For almost two decades, TV personalities and movie stars have been lending their famous faces and names to clothing lines, perfume and home furnishings.

Now Emmy award-winning TV host and celebrity cook Rachael Ray has joined the fray, extending her lifestyle brand with the Rachael Ray Home Collection. Manufactured by Legacy Classic Furniture and Craftmaster Upholstery, it debuted during the Spring High Point Market.

She and her husband, John Cusimano, were on hand last month to walk buyers through her three collections, Soho, Upstate and Highline. All will be available to consumers this fall.

“I love design and this is all me,” Ray said, looking around the showroom.

One piece she calls “a most perfect thing” is a high-backed banquette with a pull-out bed under the seat.

“It looks great in a tiny country place or a city apartment or a giant loft. In a big space, it’s just a really cool giant settee, but it’s a bed!”

Ray calls the Soho and Highline collections “city mouse” with two different looks. “One is a little more feminine and one a little more masculine.”

“I called the country one Upstate instead of Beat-up Italian Country,” she joked.

She designed every piece so it could be mixed or matched with pieces from the other collections. Ray is a fan of mid-century modern and Gio Ponti, but she also loves art deco.

“It is very hard for anyone to pinpoint this because I am a very eclectic person. I don’t design in one discipline,” she said. “So many of these pieces are an amalgamation of all the things I love.”

She said she worked for two years drawing designs for kitchen, living room, dining room and bedroom furniture.

“I would just doodle in the margins of my notebook where I write my recipes,” she explained.

Pieces in each of the three lines resemble ones she has in her own home. Some pieces in the Upstate collection are based on a hunt country style that her mother loved and she grew up with.

“But a lot of the pieces are what I have in my home, just made smarter,” she said.

Ray became very emotional when she walked through the showroom and saw the entire collection set up in one place for the first time.

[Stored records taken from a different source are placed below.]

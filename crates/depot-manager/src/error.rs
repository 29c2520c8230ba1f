//! # Manager Error Types
//!
//! Two kinds of failure leave an operation:
//!
//! ```text
//! ┌─────────────────────────────────────────────────────────────────────────┐
//! │                    What an Operation Returns                            │
//! │                                                                         │
//! │  bad input / unknown id / duplicate name                               │
//! │       └──► Ok(Outcome::Rejected(Rejection))                            │
//! │              + session.pending_error = rejection message               │
//! │                                                                         │
//! │  SQLite failure (disk, lock, closed pool)                              │
//! │       └──► Err(ManagerError::Unavailable(DbError))                     │
//! │              + session.pending_error = "Inventory storage is           │
//! │                unavailable"                                            │
//! │                                                                         │
//! │  Neither case changes the store or the selection.                      │
//! └─────────────────────────────────────────────────────────────────────────┘
//! ```

use depot_core::Rejection;
use depot_db::DbError;
use thiserror::Error;

use crate::config::ConfigError;

/// Infrastructure failures. User mistakes are never errors; they are
/// [`Outcome::Rejected`].
#[derive(Debug, Error)]
pub enum ManagerError {
    /// The backing store failed.
    #[error("Inventory storage is unavailable: {0}")]
    Unavailable(#[from] DbError),

    /// Configuration could not be loaded.
    #[error("Configuration error: {0}")]
    Config(#[from] ConfigError),
}

/// Result type for manager operations.
pub type ManagerResult<T> = Result<T, ManagerError>;

/// What a mutating operation did.
#[derive(Debug, Clone, PartialEq, Eq)]
#[must_use]
pub enum Outcome {
    /// The store or the selection changed.
    Applied,

    /// Valid request with nothing to do (e.g. selecting the current warehouse).
    Unchanged,

    /// The request was refused; the message is also in `pending_error`.
    Rejected(Rejection),
}

impl Outcome {
    /// Returns true if the operation changed something.
    pub fn is_applied(&self) -> bool {
        matches!(self, Outcome::Applied)
    }

    /// Returns the rejection, if any.
    pub fn rejection(&self) -> Option<&Rejection> {
        match self {
            Outcome::Rejected(rejection) => Some(rejection),
            _ => None,
        }
    }
}

impl From<Rejection> for Outcome {
    fn from(rejection: Rejection) -> Self {
        Outcome::Rejected(rejection)
    }
}

#[cfg(test)]
mod tests {
    use super::*;

    #[test]
    fn test_outcome_helpers() {
        assert!(Outcome::Applied.is_applied());
        assert!(!Outcome::Unchanged.is_applied());

        let outcome: Outcome = Rejection::DuplicateItemId.into();
        assert_eq!(outcome.rejection(), Some(&Rejection::DuplicateItemId));
        assert!(Outcome::Applied.rejection().is_none());
    }

    #[test]
    fn test_unavailable_wraps_db_error() {
        let err = ManagerError::from(DbError::PoolExhausted);
        assert!(matches!(err, ManagerError::Unavailable(DbError::PoolExhausted)));
        assert_eq!(
            err.to_string(),
            "Inventory storage is unavailable: Connection pool exhausted"
        );
    }
}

“I was completely overwhelmed,” she admitted. “This stuff has only lived in my head.”

“It was like Christmas morning for you,” her husband said.

“Way better!” she responded. “These are gifts that keep on giving and they are not just for me. They are for everybody.”

Ray said she wanted the furniture made in America. The upholstery is done in the U.S., while the case-goods are made in China. The veneers are added in this country and the pieces assembled here.

The kitchen island holds a special place in her heart. She designed a cutout that can be opened to dispose of food scraps after chopping and other food prep.

“The top had to be butcher block. … The best part is the removable stainless-steel liner. It can be removed and put in the dishwasher.”

She said she strove to create furniture that would have lasting value. “I just want things to be useful and at a fair price and that is what we do.”